親鸞会からの卒業と、いろいろな入射角で浄土真宗の領解を取り上げるブログです

②「因果の道理」(「縁起説」)について

「因果の道理」と「縁起説」ということについて書いてみたいとおもいます。

 

 「善因善果 悪因悪果 自因自果」は「仏教の根幹」であり、「これを否定するものは外道」であるという説があります。

 そして信仰がすすむということは「因果の道理」の認識の深まりであり、(縦線、横線の図)横の線をすすむということであるとします。さらに絶対の幸福になる刹那に「深信因果」できるものとします。

 このような「仏教を信じることは、すなわち「因果の道理」を深く信じることである」などという論理は本当に成り立ち得るのでしょうか。

 

「因果の道理」の考察に入る前提として仏説とは何か触れてみたいと思います。

 

 仏説を狭義の、紀元前5~6世紀ごろにインドの生まれた釈迦という人物が説いた教説であるとした場合、現存する仏教経典のほとんどは仏説ではないということになります。『原始阿含経』の一部のみが釈迦の直説であろうといわれています。

 

 これはすでに学術的に十分論証されていることですのでこれに異論をとなえる学者も僧侶も今日では少なくなっていると思われます。

 では「仏教」経典とは一体何かということですが、『大無寿経』『阿弥陀経』や『法華経』『涅槃経』などの大乗経典はそのほとんどが紀元前後(釈尊入滅後約500年)に編纂されたものです。

 浄土真宗で真実の経典される『大無量寿経』はおおよそ紀元1世紀ごろに成立したという説が最も正しいとされています。

 

 「釈迦一代の教えが7000巻という膨大な経典になった」という説明は、歴史的事実としては正しいとは言えないことになります。

 だからといいまして『大無量寿経』は仏教ではない、などということを論じようとするのではありません。

 

 このような歴史的な事実を確認し積み上げるという作業は、自分の信じている仏教の受け取り方を見つめ直すにきっかけになるのではないかと思います。

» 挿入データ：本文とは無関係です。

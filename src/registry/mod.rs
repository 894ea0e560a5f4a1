//! Deployment registry
//!
//! On-disk layout:
//!
//! ```text
//! <root>/index.json            ensemble size, threshold, members in rank order
//! <root>/<key>/record.json     configuration, stage, validation report
//! <root>/<key>/model.bin       backend artifact
//! ```
//!
//! Keys are `{rank:02}-{model_kind}-{hash}` where `hash` is the first 12 hex
//! digits of the SHA-256 of the configuration's JSON, so a configuration
//! keeps its key across runs.

use crate::config::Configuration;
use crate::ensemble::EnsemblePredictor;
use crate::error::{PipelineError, Result};
use crate::retrain::{DeploymentModel, Stage};
use crate::scoring::ScoreReport;
use crate::training::TrainableModel;
use chrono::{DateTime, Utc};
use serde::{Deserialize, Serialize};
use sha2::{Digest, Sha256};
use std::fs::{self, File};
use std::io::{BufReader, BufWriter, ErrorKind};
use std::path::{Path, PathBuf};
use tracing::{debug, info};

const INDEX_FILE: &str = "index.json";
const RECORD_FILE: &str = "record.json";
const ARTIFACT_FILE: &str = "model.bin";

/// Persisted description of one deployed model
#[derive(Debug, Clone, Serialize, Deserialize)]
pub struct DeploymentRecord {
    pub key: String,
    pub rank: usize,
    pub configuration: Configuration,
    pub stage: Stage,
    pub validation: ScoreReport,
    pub seed: u64,
    pub trained_on: usize,
    /// Backend that produced the artifact
    pub backend: String,
    pub registered_at: DateTime<Utc>,
}

/// Index entry (record metadata only)
#[derive(Debug, Clone, Serialize, Deserialize)]
pub struct RegistryEntry {
    pub key: String,
    pub rank: usize,
    pub label: String,
    pub validation_score: f64,
}

/// Registry index
#[derive(Debug, Clone, Serialize, Deserialize)]
pub struct RegistryIndex {
    pub ensemble_size: usize,
    pub decision_threshold: f64,
    pub entries: Vec<RegistryEntry>,
    pub updated_at: Option<DateTime<Utc>>,
}

impl Default for RegistryIndex {
    fn default() -> Self {
        Self {
            ensemble_size: 0,
            decision_threshold: crate::config::DEFAULT_DECISION_THRESHOLD,
            entries: Vec::new(),
            updated_at: None,
        }
    }
}

/// SHA-256 of `data` as lowercase hex
pub fn compute_sha256(data: &[u8]) -> String {
    let mut hasher = Sha256::new();
    hasher.update(data);
    format!("{:x}", hasher.finalize())
}

/// Stable registry key for a ranked configuration
pub fn record_key(rank: usize, configuration: &Configuration) -> Result<String> {
    let json = serde_json::to_vec(configuration)?;
    let digest = compute_sha256(&json);
    Ok(format!("{:02}-{}-{}", rank, configuration.model_kind, &digest[..12]))
}

fn missing(what: impl Into<String>) -> PipelineError {
    PipelineError::MissingDeploymentModel(what.into())
}

/// Registry of the deployed ensemble
pub struct DeploymentRegistry {
    root: PathBuf,
    index: RegistryIndex,
}

impl DeploymentRegistry {
    /// Create or open a registry at `path`
    pub fn open(path: impl AsRef<Path>) -> Result<Self> {
        let root = path.as_ref().to_path_buf();
        fs::create_dir_all(&root)?;

        let index_path = root.join(INDEX_FILE);
        let index = if index_path.exists() {
            let file = File::open(&index_path)?;
            serde_json::from_reader(BufReader::new(file))?
        } else {
            RegistryIndex::default()
        };

        Ok(Self { root, index })
    }

    pub fn root(&self) -> &Path {
        &self.root
    }

    pub fn index(&self) -> &RegistryIndex {
        &self.index
    }

    pub fn len(&self) -> usize {
        self.index.entries.len()
    }

    pub fn is_empty(&self) -> bool {
        self.index.entries.is_empty()
    }

    fn save_index(&self) -> Result<()> {
        let file = File::create(self.root.join(INDEX_FILE))?;
        serde_json::to_writer_pretty(BufWriter::new(file), &self.index)?;
        Ok(())
    }

    /// Replace the registered ensemble with `models`, ranked in slice order.
    ///
    /// Every model must be final and the ensemble size odd, so majority votes
    /// cannot tie. Directories of the previous ensemble that are not part of
    /// the new one are removed. Returns the keys in rank order.
    pub fn register_ensemble(
        &mut self,
        models: &[DeploymentModel],
        decision_threshold: f64,
        backend: &str,
    ) -> Result<Vec<String>> {
        if models.is_empty() || models.len() % 2 == 0 {
            return Err(PipelineError::InvalidInput(format!(
                "ensemble size must be odd and non-zero, got {}",
                models.len()
            )));
        }
        if let Some(m) = models.iter().find(|m| m.stage != Stage::Final) {
            return Err(PipelineError::Lifecycle(format!(
                "cannot register {} model {}",
                m.stage,
                m.configuration.label()
            )));
        }

        let now = Utc::now();
        let mut entries = Vec::with_capacity(models.len());
        for (i, model) in models.iter().enumerate() {
            let rank = i + 1;
            let key = record_key(rank, &model.configuration)?;
            let dir = self.root.join(&key);
            fs::create_dir_all(&dir)?;

            let record = DeploymentRecord {
                key: key.clone(),
                rank,
                configuration: model.configuration.clone(),
                stage: model.stage,
                validation: model.validation,
                seed: model.seed,
                trained_on: model.trained_on,
                backend: backend.to_string(),
                registered_at: now,
            };
            let file = File::create(dir.join(RECORD_FILE))?;
            serde_json::to_writer_pretty(BufWriter::new(file), &record)?;
            fs::write(dir.join(ARTIFACT_FILE), model.model.to_bytes()?)?;

            entries.push(RegistryEntry {
                key,
                rank,
                label: model.configuration.label(),
                validation_score: model.validation.score,
            });
        }

        let stale: Vec<String> = self
            .index
            .entries
            .iter()
            .filter(|old| !entries.iter().any(|e| e.key == old.key))
            .map(|old| old.key.clone())
            .collect();

        self.index = RegistryIndex {
            ensemble_size: models.len(),
            decision_threshold,
            entries,
            updated_at: Some(now),
        };
        self.save_index()?;

        for key in &stale {
            match fs::remove_dir_all(self.root.join(key)) {
                Ok(()) => debug!(key = %key, "pruned stale registry entry"),
                Err(e) if e.kind() == ErrorKind::NotFound => {}
                Err(e) => return Err(PipelineError::IoError(e)),
            }
        }

        info!(root = %self.root.display(), models = models.len(), "ensemble registered");
        Ok(self.index.entries.iter().map(|e| e.key.clone()).collect())
    }

    /// Read one record by key
    pub fn record(&self, key: &str) -> Result<DeploymentRecord> {
        let path = self.root.join(key).join(RECORD_FILE);
        let file = File::open(&path).map_err(|e| match e.kind() {
            ErrorKind::NotFound => missing(format!("record {} not found", path.display())),
            _ => PipelineError::IoError(e),
        })?;
        Ok(serde_json::from_reader(BufReader::new(file))?)
    }

    /// All records in rank order
    pub fn records(&self) -> Result<Vec<DeploymentRecord>> {
        self.index.entries.iter().map(|e| self.record(&e.key)).collect()
    }

    fn load_member(&self, entry: &RegistryEntry, backend: &dyn TrainableModel) -> Result<DeploymentModel> {
        let record = self.record(&entry.key)?;
        if record.stage != Stage::Final {
            return Err(PipelineError::Lifecycle(format!(
                "registered model {} is {}",
                record.key, record.stage
            )));
        }
        if record_key(record.rank, &record.configuration)? != entry.key {
            return Err(missing(format!("record {} does not match its configuration", entry.key)));
        }

        let artifact = self.root.join(&entry.key).join(ARTIFACT_FILE);
        let bytes = fs::read(&artifact).map_err(|e| match e.kind() {
            ErrorKind::NotFound => missing(format!("artifact {} not found", artifact.display())),
            _ => PipelineError::IoError(e),
        })?;
        let model = backend.load(&bytes)?;

        Ok(DeploymentModel {
            configuration: record.configuration,
            stage: record.stage,
            validation: record.validation,
            seed: record.seed,
            trained_on: record.trained_on,
            model,
        })
    }

    /// Reload exactly `k` final models and build the predictor.
    ///
    /// Fails with `MissingDeploymentModel` when the registry holds a
    /// different number of models or any record or artifact is absent.
    pub fn load_ensemble(&self, backend: &dyn TrainableModel, k: usize) -> Result<EnsemblePredictor> {
        if self.index.entries.len() != k {
            return Err(missing(format!(
                "registry at {} holds {} models, ensemble needs {}",
                self.root.display(),
                self.index.entries.len(),
                k
            )));
        }

        let members = self
            .index
            .entries
            .iter()
            .map(|e| self.load_member(e, backend))
            .collect::<Result<Vec<_>>>()?;

        info!(root = %self.root.display(), models = members.len(), "ensemble loaded");
        EnsemblePredictor::new(members, k, self.index.decision_threshold)
    }
}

 一人の声の大きな布教者が仏説であると断定するものを盲信してしまったり、それぞれの宗派の業に囚われて人生を無為に過ごすことのないように、できる限り歴史的な事実は事実として受け取り、自分の思考や信仰を常に別の角度から見直すことの重要性を理解して頂きたいとおもいます。

 

 釈尊入滅後から100年後に、釈尊教団は分裂したといわれます。(根本分裂)さらなる分裂(枝末分裂)を繰り返し「部派仏教」といわれる分立した諸派の仏教教団となりました。ここまでは仏教史などの本を読めば必ず書いてある事柄です。

 

 「善因善果 悪因悪果 自因自果」という「因果の道理」は、釈尊の直説である『阿含経』には直接的に説かれておらず、部派仏教の一つである「説一切有部派」の説であるとされています。

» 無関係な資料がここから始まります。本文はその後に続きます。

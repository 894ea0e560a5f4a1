//! Configuration data model: model kind, loss set and hyperparameters
//!
//! A [`Configuration`] is identified by its full value. Floating-point fields
//! are compared and hashed by bit pattern so configurations can be used as
//! map keys when deduplicating the candidate pool.

use crate::error::{PipelineError, Result};
use serde::{Deserialize, Serialize};
use std::fmt;
use std::hash::{Hash, Hasher};
use std::str::FromStr;

/// Interchangeable classifier backbones
#[derive(Debug, Clone, Copy, PartialEq, Eq, Hash, PartialOrd, Ord, Serialize, Deserialize)]
pub enum ModelKind {
    /// Vision Transformer B/16
    ViT,
    /// Vision Transformer B/32
    ViT32,
    ResNet50,
    ResNet101,
    EfficientNetB0,
    EfficientNetB4,
    MobileNetV3,
    DenseNet121,
    /// Logistic head over pre-extracted embeddings
    LinearProbe,
}

impl ModelKind {
    /// All known kinds, in declaration order
    pub const ALL: [ModelKind; 9] = [
        ModelKind::ViT,
        ModelKind::ViT32,
        ModelKind::ResNet50,
        ModelKind::ResNet101,
        ModelKind::EfficientNetB0,
        ModelKind::EfficientNetB4,
        ModelKind::MobileNetV3,
        ModelKind::DenseNet121,
        ModelKind::LinearProbe,
    ];

    /// Input resolution the backbone was pretrained at
    pub fn default_image_size(self) -> u32 {
        match self {
            ModelKind::EfficientNetB4 => 380,
            _ => 224,
        }
    }

    pub fn as_str(self) -> &'static str {
        match self {
            ModelKind::ViT => "vit",
            ModelKind::ViT32 => "vit32",
            ModelKind::ResNet50 => "resnet50",
            ModelKind::ResNet101 => "resnet101",
            ModelKind::EfficientNetB0 => "efficientnet_b0",
            ModelKind::EfficientNetB4 => "efficientnet_b4",
            ModelKind::MobileNetV3 => "mobilenet_v3",
            ModelKind::DenseNet121 => "densenet121",
            ModelKind::LinearProbe => "linear_probe",
        }
    }
}

impl fmt::Display for ModelKind {
    fn fmt(&self, f: &mut fmt::Formatter<'_>) -> fmt::Result {
        f.write_str(self.as_str())
    }
}

impl FromStr for ModelKind {
    type Err = PipelineError;

    fn from_str(s: &str) -> Result<Self> {
        let normalized = s.to_ascii_lowercase().replace('-', "_");
        ModelKind::ALL
            .iter()
            .copied()
            .find(|k| k.as_str() == normalized)
            .ok_or_else(|| PipelineError::ConfigError(format!("Unknown model kind: {}", s)))
    }
}

/// A single loss term
#[derive(Debug, Clone, Copy, Serialize, Deserialize)]
#[serde(tag = "kind", rename_all = "snake_case")]
pub enum LossTerm {
    /// Binary cross-entropy
    Bce,
    /// Binary cross-entropy with the positive class up-weighted
    WeightedBce { pos_weight: f64 },
    /// Focal loss, down-weights easy examples
    Focal { gamma: f64 },
    /// Feature-space loss over the configured VGG layers
    Perceptual,
}

impl LossTerm {
    fn identity(&self) -> (u8, u64) {
        match self {
            LossTerm::Bce => (0, 0),
            LossTerm::WeightedBce { pos_weight } => (1, pos_weight.to_bits()),
            LossTerm::Focal { gamma } => (2, gamma.to_bits()),
            LossTerm::Perceptual => (3, 0),
        }
    }

    pub fn name(&self) -> &'static str {
        match self {
            LossTerm::Bce => "bce",
            LossTerm::WeightedBce { .. } => "weighted_bce",
            LossTerm::Focal { .. } => "focal",
            LossTerm::Perceptual => "perceptual",
        }
    }
}

impl PartialEq for LossTerm {
    fn eq(&self, other: &Self) -> bool {
        self.identity() == other.identity()
    }
}

impl Eq for LossTerm {}

impl Hash for LossTerm {
    fn hash<H: Hasher>(&self, state: &mut H) {
        self.identity().hash(state);
    }
}

/// A loss term with its mixing weight
#[derive(Debug, Clone, Copy, Serialize, Deserialize)]
pub struct WeightedLoss {
    pub term: LossTerm,
    pub weight: f64,
}

impl WeightedLoss {
    pub fn new(term: LossTerm, weight: f64) -> Self {
        Self { term, weight }
    }
}

impl PartialEq for WeightedLoss {
    fn eq(&self, other: &Self) -> bool {
        self.term == other.term && self.weight.to_bits() == other.weight.to_bits()
    }
}

impl Eq for WeightedLoss {}

impl Hash for WeightedLoss {
    fn hash<H: Hasher>(&self, state: &mut H) {
        self.term.hash(state);
        self.weight.to_bits().hash(state);
    }
}

/// Augmentation switches applied by the image pipeline
#[derive(Debug, Clone, Copy, Default, PartialEq, Eq, Hash, Serialize, Deserialize)]
pub struct Augmentation {
    pub flips: bool,
    pub rotations: bool,
    pub color_jitter: bool,
}

/// Training hyperparameters
#[derive(Debug, Clone, Serialize, Deserialize)]
pub struct Hyperparameters {
    pub learning_rate: f64,
    pub batch_size: usize,
    pub epochs: usize,
    pub image_size: u32,
    pub augmentation: Augmentation,
    /// VGG layer indices used by [`LossTerm::Perceptual`]
    pub vgg_layers: Vec<u8>,
    /// Cosine learning-rate decay
    pub scheduler: bool,
    /// Train only the classification head
    pub freeze_backbone: bool,
}

impl Default for Hyperparameters {
    fn default() -> Self {
        Self {
            learning_rate: 1e-3,
            batch_size: 32,
            epochs: 20,
            image_size: 224,
            augmentation: Augmentation::default(),
            vgg_layers: Vec::new(),
            scheduler: false,
            freeze_backbone: true,
        }
    }
}

impl PartialEq for Hyperparameters {
    fn eq(&self, other: &Self) -> bool {
        self.learning_rate.to_bits() == other.learning_rate.to_bits()
            && self.batch_size == other.batch_size
            && self.epochs == other.epochs
            && self.image_size == other.image_size
            && self.augmentation == other.augmentation
            && self.vgg_layers == other.vgg_layers
            && self.scheduler == other.scheduler
            && self.freeze_backbone == other.freeze_backbone
    }
}

impl Eq for Hyperparameters {}

impl Hash for Hyperparameters {
    fn hash<H: Hasher>(&self, state: &mut H) {
        self.learning_rate.to_bits().hash(state);
        self.batch_size.hash(state);
        self.epochs.hash(state);
        self.image_size.hash(state);
        self.augmentation.hash(state);
        self.vgg_layers.hash(state);
        self.scheduler.hash(state);
        self.freeze_backbone.hash(state);
    }
}

/// One point of the search: model kind, loss set and hyperparameters.
///
/// Immutable once a trial starts. Two configurations are the same candidate
/// iff every field is equal.
#[derive(Debug, Clone, PartialEq, Eq, Hash, Serialize, Deserialize)]
pub struct Configuration {
    pub model_kind: ModelKind,
    pub losses: Vec<WeightedLoss>,
    pub hyperparameters: Hyperparameters,
}

impl Configuration {
    pub fn new(model_kind: ModelKind) -> Self {
        let hyperparameters = Hyperparameters {
            image_size: model_kind.default_image_size(),
            ..Hyperparameters::default()
        };
        Self {
            model_kind,
            losses: vec![WeightedLoss::new(LossTerm::Bce, 1.0)],
            hyperparameters,
        }
    }

    pub fn with_losses(mut self, losses: Vec<WeightedLoss>) -> Self {
        self.losses = losses;
        self
    }

    pub fn with_hyperparameters(mut self, hyperparameters: Hyperparameters) -> Self {
        self.hyperparameters = hyperparameters;
        self
    }

    pub fn with_learning_rate(mut self, lr: f64) -> Self {
        self.hyperparameters.learning_rate = lr;
        self
    }

    pub fn with_epochs(mut self, epochs: usize) -> Self {
        self.hyperparameters.epochs = epochs;
        self
    }

    pub fn with_batch_size(mut self, batch_size: usize) -> Self {
        self.hyperparameters.batch_size = batch_size;
        self
    }

    /// Compact human-readable label for logs and reports
    pub fn label(&self) -> String {
        let losses: Vec<&str> = self.losses.iter().map(|l| l.term.name()).collect();
        format!(
            "{}[{}] lr={:e} bs={} ep={}{}",
            self.model_kind,
            losses.join("+"),
            self.hyperparameters.learning_rate,
            self.hyperparameters.batch_size,
            self.hyperparameters.epochs,
            if self.hyperparameters.scheduler { " sched" } else { "" },
        )
    }
}

#[cfg(test)]
mod tests {
    use super::*;
    use std::collections::HashSet;

    #[test]
    fn test_configuration_identity_is_full_value() {
        let a = Configuration::new(ModelKind::ResNet50).with_learning_rate(1e-4);
        let b = Configuration::new(ModelKind::ResNet50).with_learning_rate(1e-4);
        let c = Configuration::new(ModelKind::ResNet50).with_learning_rate(2e-4);

        assert_eq!(a, b);
        assert_ne!(a, c);

        let set: HashSet<Configuration> = [a, b, c].into_iter().collect();
        assert_eq!(set.len(), 2);
    }

    #[test]
    fn test_loss_parameters_participate_in_identity() {
        let focal_2 = Configuration::new(ModelKind::ViT)
            .with_losses(vec![WeightedLoss::new(LossTerm::Focal { gamma: 2.0 }, 1.0)]);
        let focal_3 = Configuration::new(ModelKind::ViT)
            .with_losses(vec![WeightedLoss::new(LossTerm::Focal { gamma: 3.0 }, 1.0)]);
        assert_ne!(focal_2, focal_3);
    }

    #[test]
    fn test_model_kind_parse() {
        assert_eq!("ResNet50".parse::<ModelKind>().unwrap(), ModelKind::ResNet50);
        assert_eq!("efficientnet-b4".parse::<ModelKind>().unwrap(), ModelKind::EfficientNetB4);
        assert!("alexnet".parse::<ModelKind>().is_err());
        assert_eq!(ModelKind::EfficientNetB4.default_image_size(), 380);
    }

    #[test]
    fn test_configuration_json_roundtrip_preserves_identity() {
        let config = Configuration::new(ModelKind::DenseNet121)
            .with_losses(vec![
                WeightedLoss::new(LossTerm::WeightedBce { pos_weight: 3.0 }, 0.7),
                WeightedLoss::new(LossTerm::Perceptual, 0.3),
            ]);
        let json = serde_json::to_string(&config).unwrap();
        let back: Configuration = serde_json::from_str(&json).unwrap();
        assert_eq!(config, back);
    }
}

 「因果の道理」を説明する際「勉強した分だけ点数があがる、働いた分だけ収入が得られる」などという例証は一見わかりやすいですが、その得られる世俗の幸福は「実有」(実際に存在しているもの)と呼ばれるものです。

 

 「因果の道理」を信じて努力精進すれば「実有」である相対的な幸福にも恵まれ、やがて「深信因果」し「絶対の幸福」(無限の「実有」をイメージさせる)の世界にたどり着けるなどとする予定調和的な概念は、様々な仏教の用語を織り交ぜながら作られた教説であると思います。

 

 「因果の道理」は科学主義や経済合理主義とも近い印象があり、人々の世俗の幸福を求める欲望を利用して宗教組織拡大の原動力に転嫁させ得るものと考えます。

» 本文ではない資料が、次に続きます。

//! Linear probe backend: a logistic head trained over pre-extracted
//! embeddings with mini-batch gradient descent.
//!
//! Fits only [`ModelKind::LinearProbe`] configurations; image backbones
//! need a backend that owns the network. Honours learning rate, batch size, epochs, cosine scheduling, the loss set
//! and colour jitter (as feature noise). Geometric augmentation, image size
//! and perceptual loss have no meaning on embeddings and are ignored.

use super::{ProbabilityModel, TrainableModel};
use crate::config::{Configuration, LossTerm, ModelKind, WeightedLoss};
use crate::data::Dataset;
use crate::error::{PipelineError, Result, TrainingFailure};
use ndarray::{Array1, Array2, Axis};
use rand::seq::SliceRandom;
use rand::{Rng, SeedableRng};
use rand_chacha::ChaCha8Rng;
use serde::{Deserialize, Serialize};
use std::f64::consts::PI;

/// L2 penalty on the weights
const L2_ALPHA: f64 = 1e-4;

/// Amplitude of the uniform noise used for colour jitter
const JITTER_AMPLITUDE: f64 = 0.1;

/// Fitted logistic head
#[derive(Debug, Clone, Serialize, Deserialize)]
pub struct ProbeModel {
    pub model_kind: ModelKind,
    pub weights: Array1<f64>,
    pub bias: f64,
    /// Per-feature standardization fitted on the training data
    pub mean: Array1<f64>,
    pub scale: Array1<f64>,
}

impl ProbeModel {
    fn sigmoid(z: &Array1<f64>) -> Array1<f64> {
        z.mapv(|v| 1.0 / (1.0 + (-v).exp()))
    }
}

impl ProbabilityModel for ProbeModel {
    fn predict_proba(&self, x: &Array2<f64>) -> Result<Array1<f64>> {
        if x.ncols() != self.weights.len() {
            return Err(PipelineError::ShapeError {
                expected: format!("{} features", self.weights.len()),
                actual: format!("{} features", x.ncols()),
            });
        }
        let xs = (x - &self.mean) / &self.scale;
        Ok(Self::sigmoid(&(xs.dot(&self.weights) + self.bias)))
    }

    fn to_bytes(&self) -> Result<Vec<u8>> {
        Ok(bincode::serialize(self)?)
    }
}

/// Gradient of the mixed loss with respect to the logit, per sample
fn logit_gradient(losses: &[WeightedLoss], p: &Array1<f64>, y: &Array1<f64>) -> Array1<f64> {
    let mut grad = Array1::zeros(p.len());
    for loss in losses {
        let term = match loss.term {
            LossTerm::Bce => p - y,
            LossTerm::WeightedBce { pos_weight } => {
                ndarray::Zip::from(p).and(y).map_collect(|&p, &y| {
                    pos_weight * y * (p - 1.0) + (1.0 - y) * p
                })
            }
            // Modulating factor treated as constant
            LossTerm::Focal { gamma } => ndarray::Zip::from(p).and(y).map_collect(|&p, &y| {
                let pt = if y > 0.5 { p } else { 1.0 - p };
                (1.0 - pt).powf(gamma) * (p - y)
            }),
            LossTerm::Perceptual => continue,
        };
        grad = grad + loss.weight * term;
    }
    grad
}

/// Logistic-head backend over embedding features
#[derive(Debug, Clone, Default)]
pub struct LinearProbe;

impl LinearProbe {
    pub fn new() -> Self {
        Self
    }
}

impl TrainableModel for LinearProbe {
    fn name(&self) -> &str {
        "linear_probe"
    }

    fn supports(&self, kind: ModelKind) -> bool {
        kind == ModelKind::LinearProbe
    }

    fn train(
        &self,
        config: &Configuration,
        data: &Dataset,
        seed: u64,
    ) -> std::result::Result<Box<dyn ProbabilityModel>, TrainingFailure> {
        if !self.supports(config.model_kind) {
            return Err(TrainingFailure::Backend(format!(
                "linear probe cannot train {}",
                config.model_kind
            )));
        }
        if data.is_empty() {
            return Err(TrainingFailure::Backend("empty training set".to_string()));
        }
        if !config.losses.iter().any(|l| l.term != LossTerm::Perceptual) {
            return Err(TrainingFailure::Backend(
                "no loss term applicable to embeddings".to_string(),
            ));
        }

        let hp = &config.hyperparameters;
        let x = data.features();
        let y = data.labels().mapv(f64::from);
        let n_samples = x.nrows();

        let mean = x
            .mean_axis(Axis(0))
            .ok_or_else(|| TrainingFailure::Backend("cannot standardize empty data".to_string()))?;
        let scale = x
            .std_axis(Axis(0), 0.0)
            .mapv(|s| if s > 1e-12 { s } else { 1.0 });
        let xs = (x - &mean) / &scale;

        let mut weights = Array1::<f64>::zeros(x.ncols());
        let mut bias = 0.0;
        let mut rng = ChaCha8Rng::seed_from_u64(seed);
        let mut order: Vec<usize> = (0..n_samples).collect();

        let batch_size = hp.batch_size.max(1);
        let steps_per_epoch = (n_samples + batch_size - 1) / batch_size;
        let total_steps = (hp.epochs * steps_per_epoch).max(1);
        let mut step = 0usize;

        for epoch in 0..hp.epochs {
            order.shuffle(&mut rng);

            for batch in order.chunks(batch_size) {
                let mut xb = xs.select(Axis(0), batch);
                if hp.augmentation.color_jitter {
                    xb.mapv_inplace(|v| v + (rng.gen::<f64>() - 0.5) * 2.0 * JITTER_AMPLITUDE);
                }
                let yb = y.select(Axis(0), batch);

                let p = ProbeModel::sigmoid(&(xb.dot(&weights) + bias));
                let g = logit_gradient(&config.losses, &p, &yb);

                let dw = xb.t().dot(&g) / batch.len() as f64 + L2_ALPHA * &weights;
                let db = g.mean().unwrap_or(0.0);

                let lr = if hp.scheduler {
                    hp.learning_rate * 0.5 * (1.0 + (PI * step as f64 / total_steps as f64).cos())
                } else {
                    hp.learning_rate
                };

                weights = weights - lr * dw;
                bias -= lr * db;
                step += 1;
            }

            if !bias.is_finite() || weights.iter().any(|w| !w.is_finite()) {
                return Err(TrainingFailure::Diverged { epoch: epoch + 1 });
            }
        }

        Ok(Box::new(ProbeModel {
            model_kind: config.model_kind,
            weights,
            bias,
            mean,
            scale,
        }))
    }

    fn load(&self, bytes: &[u8]) -> Result<Box<dyn ProbabilityModel>> {
        let model: ProbeModel = bincode::deserialize(bytes)?;
        Ok(Box::new(model))
    }
}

 しかしながらこれは、仏教の救いである「涅槃」「無我」と本質的な部分で矛盾し、嚙み合わないものです。

 

 「説一切有部派」の説である「因果の道理」と「実有」の存在を、迷妄であると徹底的に否定されたのが龍樹菩薩でした。

  親鸞聖人は『正信偈』に「龍樹大士出到世 悉能摧破有無見」と述べられ、「有の見・無の見」を迷妄であると破られたと述べられています。

 龍樹菩薩は、すべてのものは「有」でも「無」でもなく、「空」「無自性」(すべての事物は、自性のないものである)であるとされました。

 そして「縁起説」で「あらゆるものが関係性(縁起)によって成立しており、固有のもの(実有)としては存在しない」ことが論じられています。

  

 また世俗の幸福を求める論理について、龍樹菩薩は「無記」(敢えて答えない)とされており、親鸞聖人もその通りに扱われているように思われます。

  

 「因果の道理」は「縁起説」と根本的な部分で相違した説であり、阿弥陀仏による救済の法とも直接的な関係はありません。

 ましてや「因果の道理」が仏教か外道かを分別する「仏教の根幹」であるとは、どのような強弁をもってしても許容されるべきものではないことをご理解いただければとおもいます。